(Data to process)
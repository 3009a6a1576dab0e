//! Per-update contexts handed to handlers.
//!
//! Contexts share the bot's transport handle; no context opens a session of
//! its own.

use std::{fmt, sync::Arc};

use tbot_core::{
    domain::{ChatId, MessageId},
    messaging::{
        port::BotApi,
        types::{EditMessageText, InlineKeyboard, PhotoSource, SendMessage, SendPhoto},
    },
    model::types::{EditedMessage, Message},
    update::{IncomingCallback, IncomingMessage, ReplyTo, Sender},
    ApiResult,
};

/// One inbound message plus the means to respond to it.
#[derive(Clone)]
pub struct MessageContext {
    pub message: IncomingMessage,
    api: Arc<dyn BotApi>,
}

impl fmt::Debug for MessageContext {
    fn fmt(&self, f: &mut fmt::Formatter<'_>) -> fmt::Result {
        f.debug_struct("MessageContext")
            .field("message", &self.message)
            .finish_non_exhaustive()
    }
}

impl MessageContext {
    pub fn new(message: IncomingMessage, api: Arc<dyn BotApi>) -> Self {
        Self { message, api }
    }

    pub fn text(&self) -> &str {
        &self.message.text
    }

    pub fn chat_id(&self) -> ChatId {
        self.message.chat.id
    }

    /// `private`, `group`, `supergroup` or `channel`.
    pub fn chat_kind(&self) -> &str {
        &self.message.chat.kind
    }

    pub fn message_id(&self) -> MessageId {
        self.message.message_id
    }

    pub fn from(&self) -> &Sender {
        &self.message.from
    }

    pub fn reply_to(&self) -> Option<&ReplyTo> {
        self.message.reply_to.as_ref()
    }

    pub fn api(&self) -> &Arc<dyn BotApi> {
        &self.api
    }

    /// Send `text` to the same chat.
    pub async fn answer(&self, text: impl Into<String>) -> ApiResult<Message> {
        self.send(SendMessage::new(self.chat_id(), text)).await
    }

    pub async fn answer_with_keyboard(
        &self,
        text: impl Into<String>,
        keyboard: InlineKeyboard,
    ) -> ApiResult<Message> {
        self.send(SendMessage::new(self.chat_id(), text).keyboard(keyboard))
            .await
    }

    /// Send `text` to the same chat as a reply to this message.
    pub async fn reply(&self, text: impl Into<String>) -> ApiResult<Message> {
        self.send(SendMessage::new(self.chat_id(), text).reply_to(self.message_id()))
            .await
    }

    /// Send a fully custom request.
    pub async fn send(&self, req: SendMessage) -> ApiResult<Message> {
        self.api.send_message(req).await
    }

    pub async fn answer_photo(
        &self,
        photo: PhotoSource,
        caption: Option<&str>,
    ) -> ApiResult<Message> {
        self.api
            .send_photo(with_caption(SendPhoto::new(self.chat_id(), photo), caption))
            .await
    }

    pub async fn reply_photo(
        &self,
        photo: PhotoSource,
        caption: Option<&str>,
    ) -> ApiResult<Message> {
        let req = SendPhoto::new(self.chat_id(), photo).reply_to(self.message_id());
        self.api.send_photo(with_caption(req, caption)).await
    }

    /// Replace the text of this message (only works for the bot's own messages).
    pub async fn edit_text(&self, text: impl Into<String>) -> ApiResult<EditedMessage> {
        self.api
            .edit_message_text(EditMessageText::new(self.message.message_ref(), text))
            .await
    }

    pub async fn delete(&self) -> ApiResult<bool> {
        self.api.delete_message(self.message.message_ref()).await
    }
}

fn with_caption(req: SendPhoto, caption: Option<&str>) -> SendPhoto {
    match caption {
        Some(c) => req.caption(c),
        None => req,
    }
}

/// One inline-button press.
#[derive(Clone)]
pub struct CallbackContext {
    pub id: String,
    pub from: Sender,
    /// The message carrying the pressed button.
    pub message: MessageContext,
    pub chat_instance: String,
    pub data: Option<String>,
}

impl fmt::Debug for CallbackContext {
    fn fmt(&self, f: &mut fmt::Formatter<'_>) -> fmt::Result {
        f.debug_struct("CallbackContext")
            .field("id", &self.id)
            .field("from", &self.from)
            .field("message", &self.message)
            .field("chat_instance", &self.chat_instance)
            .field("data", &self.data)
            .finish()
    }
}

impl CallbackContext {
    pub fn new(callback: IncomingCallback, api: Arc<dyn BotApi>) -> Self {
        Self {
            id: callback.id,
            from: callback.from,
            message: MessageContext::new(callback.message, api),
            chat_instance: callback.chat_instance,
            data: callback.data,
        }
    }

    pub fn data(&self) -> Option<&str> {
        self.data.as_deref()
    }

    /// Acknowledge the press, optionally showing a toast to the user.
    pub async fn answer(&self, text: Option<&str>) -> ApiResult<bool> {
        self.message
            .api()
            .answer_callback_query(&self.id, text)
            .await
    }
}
(End Data to process)
Exercise aim:
Could you copy out all of the records above exactly?

Solution to this exercise:
repository 3009a6a1576dab0e
//! Per-update contexts handed to handlers.
//!
//! Contexts share the bot's transport handle; no context opens a session of
//! its own.

use std::{fmt, sync::Arc};

use tbot_core::{
    domain::{ChatId, MessageId},
    messaging::{
        port::BotApi,
        types::{EditMessageText, InlineKeyboard, PhotoSource, SendMessage, SendPhoto},
    },
    model::types::{EditedMessage, Message},
    update::{IncomingCallback, IncomingMessage, ReplyTo, Sender},
    ApiResult,
};

/// One inbound message plus the means to respond to it.
#[derive(Clone)]
pub struct MessageContext {
    pub message: IncomingMessage,
    api: Arc<dyn BotApi>,
}

impl fmt::Debug for MessageContext {
    fn fmt(&self, f: &mut fmt::Formatter<'_>) -> fmt::Result {
        f.debug_struct("MessageContext")
            .field("message", &self.message)
            .finish_non_exhaustive()
    }
}

impl MessageContext {
    pub fn new(message: IncomingMessage, api: Arc<dyn BotApi>) -> Self {
        Self { message, api }
    }

    pub fn text(&self) -> &str {
        &self.message.text
    }

    pub fn chat_id(&self) -> ChatId {
        self.message.chat.id
    }

    /// `private`, `group`, `supergroup` or `channel`.
    pub fn chat_kind(&self) -> &str {
        &self.message.chat.kind
    }

    pub fn message_id(&self) -> MessageId {
        self.message.message_id
    }

    pub fn from(&self) -> &Sender {
        &self.message.from
    }

    pub fn reply_to(&self) -> Option<&ReplyTo> {
        self.message.reply_to.as_ref()
    }

    pub fn api(&self) -> &Arc<dyn BotApi> {
        &self.api
    }

    /// Send `text` to the same chat.
    pub async fn answer(&self, text: impl Into<String>) -> ApiResult<Message> {
        self.send(SendMessage::new(self.chat_id(), text)).await
    }

    pub async fn answer_with_keyboard(
        &self,
        text: impl Into<String>,
        keyboard: InlineKeyboard,
    ) -> ApiResult<Message> {
        self.send(SendMessage::new(self.chat_id(), text).keyboard(keyboard))
            .await
    }

    /// Send `text` to the same chat as a reply to this message.
    pub async fn reply(&self, text: impl Into<String>) -> ApiResult<Message> {
        self.send(SendMessage::new(self.chat_id(), text).reply_to(self.message_id()))
            .await
    }

    /// Send a fully custom request.
    pub async fn send(&self, req: SendMessage) -> ApiResult<Message> {
        self.api.send_message(req).await
    }

    pub async fn answer_photo(
        &self,
        photo: PhotoSource,
        caption: Option<&str>,
    ) -> ApiResult<Message> {
        self.api
            .send_photo(with_caption(SendPhoto::new(self.chat_id(), photo), caption))
            .await
    }

    pub async fn reply_photo(
        &self,
        photo: PhotoSource,
        caption: Option<&str>,
    ) -> ApiResult<Message> {
        let req = SendPhoto::new(self.chat_id(), photo).reply_to(self.message_id());
        self.api.send_photo(with_caption(req, caption)).await
    }

    /// Replace the text of this message (only works for the bot's own messages).
    pub async fn edit_text(&self, text: impl Into<String>) -> ApiResult<EditedMessage> {
        self.api
            .edit_message_text(EditMessageText::new(self.message.message_ref(), text))
            .await
    }

    pub async fn delete(&self) -> ApiResult<bool> {
        self.api.delete_message(self.message.message_ref()).await
    }
}

fn with_caption(req: SendPhoto, caption: Option<&str>) -> SendPhoto {
    match caption {
        Some(c) => req.caption(c),
        None => req,
    }
}

/// One inline-button press.
#[derive(Clone)]
pub struct CallbackContext {
    pub id: String,
    pub from: Sender,
    /// The message carrying the pressed button.
    pub message: MessageContext,
    pub chat_instance: String,
    pub data: Option<String>,
}

impl fmt::Debug for CallbackContext {
    fn fmt(&self, f: &mut fmt::Formatter<'_>) -> fmt::Result {
        f.debug_struct("CallbackContext")
            .field("id", &self.id)
            .field("from", &self.from)
            .field("message", &self.message)
            .field("chat_instance", &self.chat_instance)
            .field("data", &self.data)
            .finish()
    }
}

impl CallbackContext {
    pub fn new(callback: IncomingCallback, api: Arc<dyn BotApi>) -> Self {
        Self {
            id: callback.id,
            from: callback.from,
            message: MessageContext::new(callback.message, api),
            chat_instance: callback.chat_instance,
            data: callback.data,
        }
    }

    pub fn data(&self) -> Option<&str> {
        self.data.as_deref()
    }

    /// Acknowledge the press, optionally showing a toast to the user.
    pub async fn answer(&self, text: Option<&str>) -> ApiResult<bool> {
        self.message
            .api()
            .answer_callback_query(&self.id, text)
            .await
    }
}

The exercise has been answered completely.